Overconfidence, defensiveness, dismissiveness, explaining away, and blaming others are among the first signs of addiction. We dispassionately measure ourselves against some of the following telltale signs.

We may be addicted if:

—We almost engage in anything impermissible, even if for a single moment, to say nothing of actually engaging in the impermissible. If one is willing to risk the Hellfire, be sure that the ego and its caprice have run away with one’s intellect.

—We occupy our days and nights with distraction at the expense of health, relationships, and work. Whatsapp, Facebook, video watching, and non-work email are the most common.

—We miss prayers in the mosque or meals with the family to do “just one last thing.”

—Even when we are not engaged in the addictive activity, we are mentally tethered to it. When we stand in prayer or sit at mealtime, our thoughts are cluttered with dunya.

If these or similar signs are now regular features of our lives, we may be addicted.

Eliminating the Bad: The First Forty Days

We now turn to Allah by rising for Tahajjud and offering the Prayer of Repentance, Prayer of Need, and Prayer of Guidance in succession, begging and pleading Allah for a new beginning. We now resolve to change forever. Being given tawfique to apprehend that there is a problem is a gift in itself. But a gift soon squandered if not acted upon. 

We summon our courage and determination – indeed, our anger – to meet our enemies square in the face: the ego and its caprice, the Devil, and this world. Fooled long enough by them, we now have the high resolve to anticipate their machinations before we are brought under their sway.

To overcome our brain’s dopamine addiction we begin by first eliminating the bad:

—We first acknowledge that there is an addiction, because acknowledging the problem is often half the solution.

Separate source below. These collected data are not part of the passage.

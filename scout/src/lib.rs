//! Bayesian market scout
//!
//! A single scout repeatedly picks one of several markets of unknown quality,
//! observes noisy signals from sampled participants and updates a conjugate
//! Normal-Normal belief over each market's mean quality. Greedy,
//! epsilon-greedy and Thompson sampling policies can be compared under the
//! same generative assumptions.

pub mod application;
pub mod domain;
pub mod error;
pub mod infrastructure;

// Re-export key types at crate root
pub use application::simulation::{
    BatchResults, PeriodLog, PolicyComparison, PolicyOutcome, SimulationConfig,
    SimulationResults, SimulationRunner, compare_policies, run_batch, run_choice_series,
};
pub use application::{PeriodRecord, Policy, Scout};
pub use domain::{MarketId, NormalBelief, Participant, PosteriorSummary, PriorSpec};
pub use error::{Result, ScoutError};
pub use infrastructure::{Environment, Market, MarketEnvironment, MarketSpec};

—For forty days, we remove the source of the addiction, typically the screen: computers, mobile phones, tablets, e-readers, televisions, cameras, and the like. No one needs them – certainly not one whose addiction is fed by them – and everyone once lived without them. “Remove” here means to remove the device itself from the home, not merely turning it off. Use a landline for communication, the office or library for email, and a mobile phone with a screen no larger than a postage stamp in case of an emergency on the road. Henceforth, until we are forty days free of our addiction, we vow never to look at a screen unless we are at work. If one finds this extreme, consider the success of non-Muslim alcoholics who never touch a drop of alcohol again: if you don’t want to slip, the saying goes, don’t go where it’s slippery. Not having access to the means that enable one’s habit often eliminates the habit itself. Without performing this one step, the addiction is here to stay.

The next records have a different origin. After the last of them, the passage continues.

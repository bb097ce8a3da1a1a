//! Simple comparison of the three policies on the default scenario

use scout::{Policy, SimulationConfig, compare_policies};

fn main() {
    println!("=== Scout Policy Comparison ===\n");

    let config = SimulationConfig::default();
    println!(
        "Markets: {}, periods: {}, participants/period: {}\n",
        config.markets.len(),
        config.periods,
        config.participants_per_period
    );

    let comparison = match compare_policies(&config, &Policy::standard_set(0.1)) {
        Ok(c) => c,
        Err(e) => {
            eprintln!("Simulation failed: {e}");
            std::process::exit(1);
        }
    };

    for outcome in &comparison.outcomes {
        println!("{}:", outcome.policy);
        for (market, share) in &outcome.visit_shares {
            println!("  market {}: {:.1}% of visits", market, share);
        }
        if let Some(best) = outcome.best_signal_seen {
            println!("  best signal seen: {:.3}", best);
        }
    }
}
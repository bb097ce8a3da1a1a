//! Domain layer: beliefs, identifiers and participants

mod belief;
mod market_id;
mod participant;

pub use belief::{NormalBelief, PosteriorSummary, PriorSpec};
pub use market_id::MarketId;
pub use participant::Participant;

—Our five senses send powerful subliminal signals to the brain throughout the day. What we see, smell, hear, touch, and taste deeply affect how we think and what we do. Studies show that powerful habits consist of a cue, routine, and reward. In order to eliminate a bad habit, often only the cue needs to be changed. Location and timing are two of the most powerful reinforcing cues. Immediately take the following steps:

• Schedule an out-of-town trip lasting one to four weeks. Hajj, Umrah, a visit to the Hayy, or camping are ideal. Do not take your laptop or mobile. 

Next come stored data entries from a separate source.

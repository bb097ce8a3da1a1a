//! Reports
//!
//! Serializable wrappers around simulation output, printed as JSON by the
//! `scout` binary.

use scout::{
    BatchResults, MarketId, PeriodLog, Policy, PolicyComparison, Result, SimulationConfig,
    SimulationResults, SimulationRunner, compare_policies, run_batch,
};
use serde::Serialize;
use std::collections::BTreeMap;

/// Epsilon used for the epsilon-greedy entry when the config names another policy
pub const DEFAULT_EPSILON: f64 = 0.1;

/// Single run of the configured policy
#[derive(Debug, Clone, Serialize)]
pub struct RunReport {
    pub config: SimulationConfig,
    pub results: SimulationResults,
    #[serde(skip_serializing_if = "Option::is_none")]
    pub logs: Option<Vec<PeriodLog>>,
}

impl RunReport {
    pub fn build(config: &SimulationConfig, include_logs: bool) -> Result<Self> {
        let mut runner = SimulationRunner::new(config.clone())?;
        let results = runner.run()?;
        let logs = include_logs.then(|| runner.logs().to_vec());

        Ok(Self {
            config: config.clone(),
            results,
            logs,
        })
    }
}

/// One run per policy under the same configuration and seed
#[derive(Debug, Clone, Serialize)]
pub struct ComparisonReport {
    pub config: SimulationConfig,
    pub comparison: PolicyComparison,
}

impl ComparisonReport {
    pub fn build(config: &SimulationConfig) -> Result<Self> {
        let comparison = compare_policies(config, &policy_set(config))?;
        Ok(Self {
            config: config.clone(),
            comparison,
        })
    }
}

/// Choice-probability curve of one policy
#[derive(Debug, Clone, Serialize)]
pub struct PolicyCurves {
    pub policy: Policy,
    pub name: &'static str,
    pub runs: usize,
    /// Fraction of runs choosing each market at each period
    pub choice_probabilities: BTreeMap<MarketId, Vec<f64>>,
    pub mean_visit_shares: BTreeMap<MarketId, f64>,
}

impl PolicyCurves {
    fn from_batch(batch: &BatchResults) -> Self {
        Self {
            policy: batch.policy,
            name: batch.policy.name(),
            runs: batch.runs,
            choice_probabilities: batch.choice_probabilities(),
            mean_visit_shares: batch.mean_visit_shares(),
        }
    }
}

/// Choice-probability curves for every policy
#[derive(Debug, Clone, Serialize)]
pub struct CurvesReport {
    pub config: SimulationConfig,
    pub runs: usize,
    pub curves: Vec<PolicyCurves>,
}

impl CurvesReport {
    pub fn build(config: &SimulationConfig, runs: usize, force_sequential: bool) -> Result<Self> {
        let mut curves = Vec::new();
        for policy in policy_set(config) {
            let batch = run_batch(&config.clone().with_policy(policy), runs, force_sequential)?;
            log::info!(
                "[curves] {} done, mean visit shares {:?}",
                policy,
                batch.mean_visit_shares()
            );
            curves.push(PolicyCurves::from_batch(&batch));
        }

        Ok(Self {
            config: config.clone(),
            runs,
            curves,
        })
    }
}

/// Greedy, epsilon-greedy and Thompson, reusing the configured epsilon if any
pub fn policy_set(config: &SimulationConfig) -> [Policy; 3] {
    let epsilon = match config.policy {
        Policy::EpsilonGreedy { epsilon } => epsilon,
        _ => DEFAULT_EPSILON,
    };
    Policy::standard_set(epsilon)
}

#[cfg(test)]
mod tests {
    use super::*;

    #[test]
    fn test_policy_set_uses_configured_epsilon() {
        let config = SimulationConfig::default().with_policy(Policy::EpsilonGreedy { epsilon: 0.25 });
        let set = policy_set(&config);
        assert_eq!(set[1], Policy::EpsilonGreedy { epsilon: 0.25 });

        let config = SimulationConfig::default().with_policy(Policy::Thompson);
        assert_eq!(
            policy_set(&config)[1],
            Policy::EpsilonGreedy {
                epsilon: DEFAULT_EPSILON
            }
        );
    }

    #[test]
    fn test_run_report_logs_optional() {
        let config = SimulationConfig::default().with_periods(20);

        let report = RunReport::build(&config, false).unwrap();
        assert!(report.logs.is_none());
        let json = serde_json::to_value(&report).unwrap();
        assert!(json.get("logs").is_none());

        let report = RunReport::build(&config, true).unwrap();
        assert_eq!(report.logs.map(|l| l.len()), Some(20));
    }
}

• The day before the trip make two important changes to the location and timing of your addiction so that you eliminate the old physically-triggered behavioral patterns:

• Location: Permanently move the location where your addiction occurs — the computer, for instance — to a less frequented location other than where you normally use it.

• Timing: Reschedule and batch usage (described below), ensuring that the previous timing is now occupied by a new event and the new timing is followed by an immovable event. For example, if you were used to checking email at night before sleeping, now check email thirty minutes before the midday prayer.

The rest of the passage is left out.